_What you are asked to do_
Give again the lines of the data from its first line through the line with "assert_eq!(meta.pts, ClockTime::from_millis(100));". Change nothing.

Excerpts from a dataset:
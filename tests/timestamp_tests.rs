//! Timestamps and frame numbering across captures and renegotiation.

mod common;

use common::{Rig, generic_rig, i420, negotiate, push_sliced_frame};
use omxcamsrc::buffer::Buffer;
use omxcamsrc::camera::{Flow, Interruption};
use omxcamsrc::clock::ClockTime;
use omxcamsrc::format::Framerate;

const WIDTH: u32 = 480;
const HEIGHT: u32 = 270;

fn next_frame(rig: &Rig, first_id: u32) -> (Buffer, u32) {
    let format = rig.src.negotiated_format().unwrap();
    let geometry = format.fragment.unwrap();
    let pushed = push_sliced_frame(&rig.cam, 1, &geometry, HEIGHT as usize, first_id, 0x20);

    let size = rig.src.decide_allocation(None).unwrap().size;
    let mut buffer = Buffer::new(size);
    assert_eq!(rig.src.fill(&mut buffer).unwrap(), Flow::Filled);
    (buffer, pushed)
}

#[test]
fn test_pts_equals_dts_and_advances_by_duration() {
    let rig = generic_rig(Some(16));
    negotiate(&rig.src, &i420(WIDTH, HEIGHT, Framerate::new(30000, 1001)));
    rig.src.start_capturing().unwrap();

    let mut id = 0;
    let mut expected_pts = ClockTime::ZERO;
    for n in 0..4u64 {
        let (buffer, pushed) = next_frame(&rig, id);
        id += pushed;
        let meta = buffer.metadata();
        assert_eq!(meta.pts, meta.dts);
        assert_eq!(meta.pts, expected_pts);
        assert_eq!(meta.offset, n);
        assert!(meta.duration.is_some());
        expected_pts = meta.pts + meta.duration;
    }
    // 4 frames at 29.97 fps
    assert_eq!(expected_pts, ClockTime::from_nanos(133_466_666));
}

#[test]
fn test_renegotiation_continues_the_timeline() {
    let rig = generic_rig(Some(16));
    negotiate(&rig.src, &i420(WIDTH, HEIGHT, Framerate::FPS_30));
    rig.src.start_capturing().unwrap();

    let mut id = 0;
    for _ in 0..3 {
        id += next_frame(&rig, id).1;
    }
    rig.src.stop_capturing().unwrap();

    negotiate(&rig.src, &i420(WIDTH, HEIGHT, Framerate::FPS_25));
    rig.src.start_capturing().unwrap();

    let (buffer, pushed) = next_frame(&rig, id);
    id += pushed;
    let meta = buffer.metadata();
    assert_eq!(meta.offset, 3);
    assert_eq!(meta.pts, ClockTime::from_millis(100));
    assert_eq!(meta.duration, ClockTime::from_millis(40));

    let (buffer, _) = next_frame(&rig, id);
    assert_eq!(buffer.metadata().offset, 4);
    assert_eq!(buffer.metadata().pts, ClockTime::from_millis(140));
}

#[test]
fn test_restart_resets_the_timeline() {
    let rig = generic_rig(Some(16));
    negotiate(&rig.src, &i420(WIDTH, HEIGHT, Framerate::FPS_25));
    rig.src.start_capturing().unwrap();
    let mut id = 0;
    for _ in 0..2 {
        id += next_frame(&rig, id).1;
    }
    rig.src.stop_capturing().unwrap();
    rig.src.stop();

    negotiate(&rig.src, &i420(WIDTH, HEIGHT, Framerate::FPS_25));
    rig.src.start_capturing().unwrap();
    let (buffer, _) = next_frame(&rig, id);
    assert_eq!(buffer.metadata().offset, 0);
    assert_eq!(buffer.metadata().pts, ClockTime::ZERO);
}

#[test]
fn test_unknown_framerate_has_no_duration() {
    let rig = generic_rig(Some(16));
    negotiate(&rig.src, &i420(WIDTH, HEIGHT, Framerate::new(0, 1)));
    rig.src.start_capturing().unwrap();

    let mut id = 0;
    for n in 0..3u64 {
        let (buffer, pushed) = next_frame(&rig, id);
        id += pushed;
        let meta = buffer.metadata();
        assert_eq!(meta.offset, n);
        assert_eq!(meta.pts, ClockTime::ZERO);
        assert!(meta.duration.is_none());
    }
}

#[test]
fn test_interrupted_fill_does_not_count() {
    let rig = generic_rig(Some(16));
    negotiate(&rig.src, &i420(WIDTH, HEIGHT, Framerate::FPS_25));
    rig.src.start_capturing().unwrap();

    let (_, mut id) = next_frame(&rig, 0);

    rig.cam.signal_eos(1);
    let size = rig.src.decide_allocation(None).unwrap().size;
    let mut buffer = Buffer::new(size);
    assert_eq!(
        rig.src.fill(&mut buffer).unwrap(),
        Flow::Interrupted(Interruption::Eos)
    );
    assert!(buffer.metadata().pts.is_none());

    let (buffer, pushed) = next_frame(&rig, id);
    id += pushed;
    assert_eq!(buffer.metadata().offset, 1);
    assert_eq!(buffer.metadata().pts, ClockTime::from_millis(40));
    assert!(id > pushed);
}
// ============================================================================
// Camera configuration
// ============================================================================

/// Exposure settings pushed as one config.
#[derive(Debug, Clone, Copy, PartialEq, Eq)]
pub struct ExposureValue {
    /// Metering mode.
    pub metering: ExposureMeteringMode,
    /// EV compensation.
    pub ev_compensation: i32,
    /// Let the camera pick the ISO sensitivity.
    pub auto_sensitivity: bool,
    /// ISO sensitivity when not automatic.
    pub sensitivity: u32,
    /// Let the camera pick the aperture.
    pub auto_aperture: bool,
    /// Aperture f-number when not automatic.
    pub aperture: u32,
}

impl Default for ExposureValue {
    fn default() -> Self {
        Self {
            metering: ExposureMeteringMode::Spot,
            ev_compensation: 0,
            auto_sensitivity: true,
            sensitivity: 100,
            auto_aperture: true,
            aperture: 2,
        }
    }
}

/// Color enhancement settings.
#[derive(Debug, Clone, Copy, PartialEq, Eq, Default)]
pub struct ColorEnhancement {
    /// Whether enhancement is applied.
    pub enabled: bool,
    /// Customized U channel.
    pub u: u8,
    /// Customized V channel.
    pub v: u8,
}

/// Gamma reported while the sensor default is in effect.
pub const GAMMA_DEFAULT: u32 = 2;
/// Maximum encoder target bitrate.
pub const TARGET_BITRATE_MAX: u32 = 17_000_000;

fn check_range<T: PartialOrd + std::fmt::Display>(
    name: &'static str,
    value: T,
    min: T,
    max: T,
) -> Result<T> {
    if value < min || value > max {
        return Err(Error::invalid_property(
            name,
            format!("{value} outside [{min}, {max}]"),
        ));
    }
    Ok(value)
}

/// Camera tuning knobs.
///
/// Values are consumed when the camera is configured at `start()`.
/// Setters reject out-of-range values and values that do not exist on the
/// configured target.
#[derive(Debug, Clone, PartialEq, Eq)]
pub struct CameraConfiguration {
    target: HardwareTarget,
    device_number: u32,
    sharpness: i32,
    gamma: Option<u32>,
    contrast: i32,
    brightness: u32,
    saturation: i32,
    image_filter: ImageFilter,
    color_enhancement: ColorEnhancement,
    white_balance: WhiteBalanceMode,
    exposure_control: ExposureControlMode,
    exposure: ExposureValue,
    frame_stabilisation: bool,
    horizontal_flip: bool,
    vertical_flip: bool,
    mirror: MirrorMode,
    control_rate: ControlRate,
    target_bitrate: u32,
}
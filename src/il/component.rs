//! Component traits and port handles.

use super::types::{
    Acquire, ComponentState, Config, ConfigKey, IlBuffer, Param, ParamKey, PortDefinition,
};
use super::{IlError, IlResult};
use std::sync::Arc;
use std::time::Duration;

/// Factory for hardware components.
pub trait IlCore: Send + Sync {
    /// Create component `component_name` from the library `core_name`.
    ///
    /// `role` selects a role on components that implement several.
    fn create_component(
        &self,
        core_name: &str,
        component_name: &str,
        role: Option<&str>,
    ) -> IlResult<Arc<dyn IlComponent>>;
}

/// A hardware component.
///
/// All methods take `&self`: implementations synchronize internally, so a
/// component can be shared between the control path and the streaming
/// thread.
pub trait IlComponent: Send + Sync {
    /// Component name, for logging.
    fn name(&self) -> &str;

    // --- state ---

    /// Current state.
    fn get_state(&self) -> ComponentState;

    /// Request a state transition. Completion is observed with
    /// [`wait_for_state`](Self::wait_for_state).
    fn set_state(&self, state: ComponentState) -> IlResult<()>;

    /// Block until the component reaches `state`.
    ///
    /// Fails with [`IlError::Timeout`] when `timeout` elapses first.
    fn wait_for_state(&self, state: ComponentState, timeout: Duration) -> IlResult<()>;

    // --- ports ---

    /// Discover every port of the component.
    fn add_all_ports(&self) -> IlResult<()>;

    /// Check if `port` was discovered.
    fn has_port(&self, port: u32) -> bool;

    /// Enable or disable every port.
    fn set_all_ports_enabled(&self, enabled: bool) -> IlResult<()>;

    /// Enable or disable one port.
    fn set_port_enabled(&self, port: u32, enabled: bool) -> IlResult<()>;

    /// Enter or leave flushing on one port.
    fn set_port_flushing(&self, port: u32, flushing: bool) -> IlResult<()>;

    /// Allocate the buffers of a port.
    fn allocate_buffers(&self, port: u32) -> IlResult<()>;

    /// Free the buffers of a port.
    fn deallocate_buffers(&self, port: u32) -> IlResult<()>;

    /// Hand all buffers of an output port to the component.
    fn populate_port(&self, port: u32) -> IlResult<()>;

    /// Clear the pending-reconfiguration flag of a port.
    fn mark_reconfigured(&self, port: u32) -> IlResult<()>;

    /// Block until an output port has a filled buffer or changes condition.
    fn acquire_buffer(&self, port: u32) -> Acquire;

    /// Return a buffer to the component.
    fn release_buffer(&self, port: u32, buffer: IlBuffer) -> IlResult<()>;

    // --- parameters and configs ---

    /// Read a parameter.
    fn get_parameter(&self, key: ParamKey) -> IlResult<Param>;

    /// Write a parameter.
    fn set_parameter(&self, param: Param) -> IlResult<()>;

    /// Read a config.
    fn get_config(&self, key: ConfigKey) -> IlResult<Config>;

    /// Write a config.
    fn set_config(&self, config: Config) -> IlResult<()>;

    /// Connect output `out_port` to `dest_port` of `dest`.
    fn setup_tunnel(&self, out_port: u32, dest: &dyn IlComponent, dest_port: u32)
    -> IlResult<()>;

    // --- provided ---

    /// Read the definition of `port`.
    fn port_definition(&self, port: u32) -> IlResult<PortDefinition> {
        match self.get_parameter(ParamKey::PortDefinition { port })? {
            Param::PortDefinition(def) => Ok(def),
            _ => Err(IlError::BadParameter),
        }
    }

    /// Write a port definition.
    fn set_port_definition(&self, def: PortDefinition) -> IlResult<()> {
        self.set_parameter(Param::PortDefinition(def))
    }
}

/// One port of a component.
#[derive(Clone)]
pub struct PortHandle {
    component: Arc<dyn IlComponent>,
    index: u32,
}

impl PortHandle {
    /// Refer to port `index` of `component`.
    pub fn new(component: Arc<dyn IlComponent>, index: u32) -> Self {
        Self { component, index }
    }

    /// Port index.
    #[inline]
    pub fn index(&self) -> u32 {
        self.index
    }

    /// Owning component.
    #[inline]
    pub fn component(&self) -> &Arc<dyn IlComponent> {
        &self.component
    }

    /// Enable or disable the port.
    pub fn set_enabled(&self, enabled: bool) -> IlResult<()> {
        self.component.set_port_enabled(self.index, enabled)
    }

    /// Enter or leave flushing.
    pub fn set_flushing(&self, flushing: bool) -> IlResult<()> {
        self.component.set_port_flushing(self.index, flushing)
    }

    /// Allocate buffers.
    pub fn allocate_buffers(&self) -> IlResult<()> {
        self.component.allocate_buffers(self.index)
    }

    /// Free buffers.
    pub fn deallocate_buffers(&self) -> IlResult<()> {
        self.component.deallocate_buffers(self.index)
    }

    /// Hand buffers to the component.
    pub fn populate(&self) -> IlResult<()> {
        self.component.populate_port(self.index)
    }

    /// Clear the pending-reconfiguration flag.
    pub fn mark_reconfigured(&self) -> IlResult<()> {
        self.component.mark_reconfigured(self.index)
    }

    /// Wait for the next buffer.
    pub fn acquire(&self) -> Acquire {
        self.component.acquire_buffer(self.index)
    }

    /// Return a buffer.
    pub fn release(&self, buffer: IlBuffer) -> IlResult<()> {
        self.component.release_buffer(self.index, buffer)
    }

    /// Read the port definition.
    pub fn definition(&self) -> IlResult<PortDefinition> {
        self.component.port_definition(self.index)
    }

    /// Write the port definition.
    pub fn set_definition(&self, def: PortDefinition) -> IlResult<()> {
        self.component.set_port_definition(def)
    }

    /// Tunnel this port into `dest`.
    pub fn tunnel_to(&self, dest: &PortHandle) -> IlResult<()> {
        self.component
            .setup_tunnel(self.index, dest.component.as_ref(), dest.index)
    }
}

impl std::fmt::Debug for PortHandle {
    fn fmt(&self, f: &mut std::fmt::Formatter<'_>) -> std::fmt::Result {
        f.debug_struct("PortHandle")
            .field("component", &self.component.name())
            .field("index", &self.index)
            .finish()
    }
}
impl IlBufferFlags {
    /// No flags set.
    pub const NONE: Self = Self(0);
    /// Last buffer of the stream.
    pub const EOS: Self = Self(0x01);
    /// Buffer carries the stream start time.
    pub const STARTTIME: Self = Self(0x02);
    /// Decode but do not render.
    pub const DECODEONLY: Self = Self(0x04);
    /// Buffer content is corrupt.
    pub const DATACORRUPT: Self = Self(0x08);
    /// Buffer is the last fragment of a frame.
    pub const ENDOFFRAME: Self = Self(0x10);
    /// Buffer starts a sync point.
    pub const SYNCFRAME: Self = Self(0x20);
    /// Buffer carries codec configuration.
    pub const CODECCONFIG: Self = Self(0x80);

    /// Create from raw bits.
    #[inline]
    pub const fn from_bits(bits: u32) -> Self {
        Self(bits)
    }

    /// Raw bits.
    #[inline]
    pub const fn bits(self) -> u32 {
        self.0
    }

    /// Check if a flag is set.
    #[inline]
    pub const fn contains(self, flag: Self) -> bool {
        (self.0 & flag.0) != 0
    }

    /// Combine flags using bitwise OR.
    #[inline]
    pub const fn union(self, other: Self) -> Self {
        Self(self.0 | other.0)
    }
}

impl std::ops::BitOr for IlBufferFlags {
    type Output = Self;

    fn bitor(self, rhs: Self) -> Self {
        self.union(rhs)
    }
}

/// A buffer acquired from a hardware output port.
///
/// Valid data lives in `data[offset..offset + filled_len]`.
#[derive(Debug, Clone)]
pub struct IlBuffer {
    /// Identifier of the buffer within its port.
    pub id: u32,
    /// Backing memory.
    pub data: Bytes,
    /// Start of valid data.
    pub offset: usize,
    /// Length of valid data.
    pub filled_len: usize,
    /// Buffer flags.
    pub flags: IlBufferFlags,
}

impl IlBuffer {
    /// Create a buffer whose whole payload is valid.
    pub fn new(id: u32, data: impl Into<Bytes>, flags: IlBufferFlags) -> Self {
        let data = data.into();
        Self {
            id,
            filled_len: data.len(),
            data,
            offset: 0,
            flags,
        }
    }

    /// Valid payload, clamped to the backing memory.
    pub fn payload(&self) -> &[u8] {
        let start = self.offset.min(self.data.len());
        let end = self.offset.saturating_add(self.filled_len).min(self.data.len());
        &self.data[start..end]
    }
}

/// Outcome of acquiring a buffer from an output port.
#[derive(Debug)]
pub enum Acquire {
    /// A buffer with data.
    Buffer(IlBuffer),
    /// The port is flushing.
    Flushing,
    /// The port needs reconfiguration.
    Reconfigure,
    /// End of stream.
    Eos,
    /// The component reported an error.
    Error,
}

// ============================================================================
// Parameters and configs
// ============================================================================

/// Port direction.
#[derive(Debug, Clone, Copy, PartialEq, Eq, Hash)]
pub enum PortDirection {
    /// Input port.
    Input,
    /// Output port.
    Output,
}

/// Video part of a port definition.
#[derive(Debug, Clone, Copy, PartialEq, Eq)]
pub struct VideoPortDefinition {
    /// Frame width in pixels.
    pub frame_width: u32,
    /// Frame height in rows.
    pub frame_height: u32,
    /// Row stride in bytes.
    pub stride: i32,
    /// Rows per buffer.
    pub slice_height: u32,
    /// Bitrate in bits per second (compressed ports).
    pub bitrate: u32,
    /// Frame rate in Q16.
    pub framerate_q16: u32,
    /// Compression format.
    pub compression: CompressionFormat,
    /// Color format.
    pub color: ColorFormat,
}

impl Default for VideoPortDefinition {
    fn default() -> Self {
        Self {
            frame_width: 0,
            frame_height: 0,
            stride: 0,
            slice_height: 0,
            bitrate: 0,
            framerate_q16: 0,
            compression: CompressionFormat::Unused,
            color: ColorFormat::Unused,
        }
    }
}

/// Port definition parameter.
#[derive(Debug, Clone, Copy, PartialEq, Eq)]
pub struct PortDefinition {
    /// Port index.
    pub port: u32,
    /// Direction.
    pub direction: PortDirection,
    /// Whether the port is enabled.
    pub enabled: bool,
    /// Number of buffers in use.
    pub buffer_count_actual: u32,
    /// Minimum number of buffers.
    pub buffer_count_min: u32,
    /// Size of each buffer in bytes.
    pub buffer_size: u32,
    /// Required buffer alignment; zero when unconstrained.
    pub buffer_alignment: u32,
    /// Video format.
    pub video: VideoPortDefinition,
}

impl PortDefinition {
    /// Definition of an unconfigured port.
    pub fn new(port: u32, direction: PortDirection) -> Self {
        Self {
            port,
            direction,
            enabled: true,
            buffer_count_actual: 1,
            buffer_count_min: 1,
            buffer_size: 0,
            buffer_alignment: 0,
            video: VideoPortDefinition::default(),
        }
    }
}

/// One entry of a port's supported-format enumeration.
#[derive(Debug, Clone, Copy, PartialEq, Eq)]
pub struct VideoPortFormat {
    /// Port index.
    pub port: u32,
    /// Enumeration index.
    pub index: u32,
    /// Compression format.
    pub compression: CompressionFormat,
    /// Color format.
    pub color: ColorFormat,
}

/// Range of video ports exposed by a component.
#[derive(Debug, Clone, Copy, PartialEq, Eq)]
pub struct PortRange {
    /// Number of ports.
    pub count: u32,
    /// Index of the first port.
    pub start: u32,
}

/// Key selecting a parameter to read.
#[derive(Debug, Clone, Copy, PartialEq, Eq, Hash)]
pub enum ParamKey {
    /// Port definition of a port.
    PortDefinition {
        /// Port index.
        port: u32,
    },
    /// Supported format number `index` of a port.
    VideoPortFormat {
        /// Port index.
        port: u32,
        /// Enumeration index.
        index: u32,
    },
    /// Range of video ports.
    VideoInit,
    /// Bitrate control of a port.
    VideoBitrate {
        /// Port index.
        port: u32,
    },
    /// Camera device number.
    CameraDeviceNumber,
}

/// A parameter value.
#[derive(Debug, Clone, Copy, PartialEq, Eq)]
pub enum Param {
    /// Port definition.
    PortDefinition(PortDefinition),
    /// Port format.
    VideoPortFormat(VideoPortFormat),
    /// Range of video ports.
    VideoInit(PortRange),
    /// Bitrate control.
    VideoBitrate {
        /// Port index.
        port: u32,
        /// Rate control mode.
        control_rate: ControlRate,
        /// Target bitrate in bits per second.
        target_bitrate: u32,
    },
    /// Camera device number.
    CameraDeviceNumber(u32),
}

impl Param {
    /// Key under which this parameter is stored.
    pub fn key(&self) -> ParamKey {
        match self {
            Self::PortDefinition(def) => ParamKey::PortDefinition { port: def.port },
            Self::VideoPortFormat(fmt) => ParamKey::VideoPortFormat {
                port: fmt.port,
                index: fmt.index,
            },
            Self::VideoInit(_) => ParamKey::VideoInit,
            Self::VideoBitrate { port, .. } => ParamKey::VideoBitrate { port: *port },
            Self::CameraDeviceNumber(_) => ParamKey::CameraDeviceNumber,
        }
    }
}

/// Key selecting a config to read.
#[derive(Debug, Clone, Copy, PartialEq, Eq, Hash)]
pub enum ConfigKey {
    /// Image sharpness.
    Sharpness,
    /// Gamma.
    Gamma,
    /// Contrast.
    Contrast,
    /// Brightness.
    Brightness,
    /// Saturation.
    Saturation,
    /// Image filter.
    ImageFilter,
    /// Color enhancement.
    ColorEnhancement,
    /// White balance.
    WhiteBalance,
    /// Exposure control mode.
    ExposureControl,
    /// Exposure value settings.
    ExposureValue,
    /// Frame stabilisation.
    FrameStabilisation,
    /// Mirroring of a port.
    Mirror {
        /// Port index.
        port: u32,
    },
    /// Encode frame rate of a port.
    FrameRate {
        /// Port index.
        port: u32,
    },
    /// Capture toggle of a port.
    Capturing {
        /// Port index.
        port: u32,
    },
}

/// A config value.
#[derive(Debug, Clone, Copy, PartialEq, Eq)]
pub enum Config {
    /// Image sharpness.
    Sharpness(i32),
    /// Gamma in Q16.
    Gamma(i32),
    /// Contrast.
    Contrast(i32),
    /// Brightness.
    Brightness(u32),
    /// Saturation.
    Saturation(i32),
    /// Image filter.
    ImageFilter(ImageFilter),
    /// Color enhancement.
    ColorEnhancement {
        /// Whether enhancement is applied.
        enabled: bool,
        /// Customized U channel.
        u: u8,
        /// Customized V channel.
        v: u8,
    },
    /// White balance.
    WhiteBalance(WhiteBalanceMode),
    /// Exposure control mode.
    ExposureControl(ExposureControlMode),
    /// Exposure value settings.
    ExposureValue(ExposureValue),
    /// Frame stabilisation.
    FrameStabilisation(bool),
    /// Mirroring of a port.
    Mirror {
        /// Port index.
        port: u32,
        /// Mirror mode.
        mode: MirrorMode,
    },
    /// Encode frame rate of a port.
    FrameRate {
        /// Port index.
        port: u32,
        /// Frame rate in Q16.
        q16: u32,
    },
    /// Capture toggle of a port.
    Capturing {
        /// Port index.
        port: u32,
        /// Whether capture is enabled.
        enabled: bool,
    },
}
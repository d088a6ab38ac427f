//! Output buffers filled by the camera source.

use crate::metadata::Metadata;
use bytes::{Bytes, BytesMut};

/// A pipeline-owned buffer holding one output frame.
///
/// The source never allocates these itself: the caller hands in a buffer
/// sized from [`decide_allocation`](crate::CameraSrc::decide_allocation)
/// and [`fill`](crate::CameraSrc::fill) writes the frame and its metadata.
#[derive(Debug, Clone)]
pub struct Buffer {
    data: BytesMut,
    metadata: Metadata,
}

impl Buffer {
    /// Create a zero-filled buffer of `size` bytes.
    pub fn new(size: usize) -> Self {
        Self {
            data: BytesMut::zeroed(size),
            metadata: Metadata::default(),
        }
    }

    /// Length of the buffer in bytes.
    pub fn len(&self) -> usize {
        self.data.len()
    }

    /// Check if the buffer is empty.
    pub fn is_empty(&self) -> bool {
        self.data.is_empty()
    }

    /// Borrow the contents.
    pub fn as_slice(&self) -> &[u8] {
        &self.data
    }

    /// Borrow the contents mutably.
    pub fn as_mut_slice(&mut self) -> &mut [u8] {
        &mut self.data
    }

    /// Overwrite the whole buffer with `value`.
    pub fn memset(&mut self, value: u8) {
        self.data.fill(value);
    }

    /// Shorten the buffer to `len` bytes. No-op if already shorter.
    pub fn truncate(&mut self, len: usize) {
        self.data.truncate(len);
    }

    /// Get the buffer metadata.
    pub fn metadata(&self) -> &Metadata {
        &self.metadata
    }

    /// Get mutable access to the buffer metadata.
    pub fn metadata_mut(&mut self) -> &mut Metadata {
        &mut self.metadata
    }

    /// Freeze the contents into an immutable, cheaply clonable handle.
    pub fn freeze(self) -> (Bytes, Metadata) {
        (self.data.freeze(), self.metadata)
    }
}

_Problem solution_
filename tests/timestamp_tests.rs
//! Timestamps and frame numbering across captures and renegotiation.

mod common;

use common::{Rig, generic_rig, i420, negotiate, push_sliced_frame};
use omxcamsrc::buffer::Buffer;
use omxcamsrc::camera::{Flow, Interruption};
use omxcamsrc::clock::ClockTime;
use omxcamsrc::format::Framerate;

const WIDTH: u32 = 480;
const HEIGHT: u32 = 270;

fn next_frame(rig: &Rig, first_id: u32) -> (Buffer, u32) {
    let format = rig.src.negotiated_format().unwrap();
    let geometry = format.fragment.unwrap();
    let pushed = push_sliced_frame(&rig.cam, 1, &geometry, HEIGHT as usize, first_id, 0x20);

    let size = rig.src.decide_allocation(None).unwrap().size;
    let mut buffer = Buffer::new(size);
    assert_eq!(rig.src.fill(&mut buffer).unwrap(), Flow::Filled);
    (buffer, pushed)
}

#[test]
fn test_pts_equals_dts_and_advances_by_duration() {
    let rig = generic_rig(Some(16));
    negotiate(&rig.src, &i420(WIDTH, HEIGHT, Framerate::new(30000, 1001)));
    rig.src.start_capturing().unwrap();

    let mut id = 0;
    let mut expected_pts = ClockTime::ZERO;
    for n in 0..4u64 {
        let (buffer, pushed) = next_frame(&rig, id);
        id += pushed;
        let meta = buffer.metadata();
        assert_eq!(meta.pts, meta.dts);
        assert_eq!(meta.pts, expected_pts);
        assert_eq!(meta.offset, n);
        assert!(meta.duration.is_some());
        expected_pts = meta.pts + meta.duration;
    }
    // 4 frames at 29.97 fps
    assert_eq!(expected_pts, ClockTime::from_nanos(133_466_666));
}

#[test]
fn test_renegotiation_continues_the_timeline() {
    let rig = generic_rig(Some(16));
    negotiate(&rig.src, &i420(WIDTH, HEIGHT, Framerate::FPS_30));
    rig.src.start_capturing().unwrap();

    let mut id = 0;
    for _ in 0..3 {
        id += next_frame(&rig, id).1;
    }
    rig.src.stop_capturing().unwrap();

    negotiate(&rig.src, &i420(WIDTH, HEIGHT, Framerate::FPS_25));
    rig.src.start_capturing().unwrap();

    let (buffer, pushed) = next_frame(&rig, id);
    id += pushed;
    let meta = buffer.metadata();
    assert_eq!(meta.offset, 3);
    assert_eq!(meta.pts, ClockTime::from_millis(100));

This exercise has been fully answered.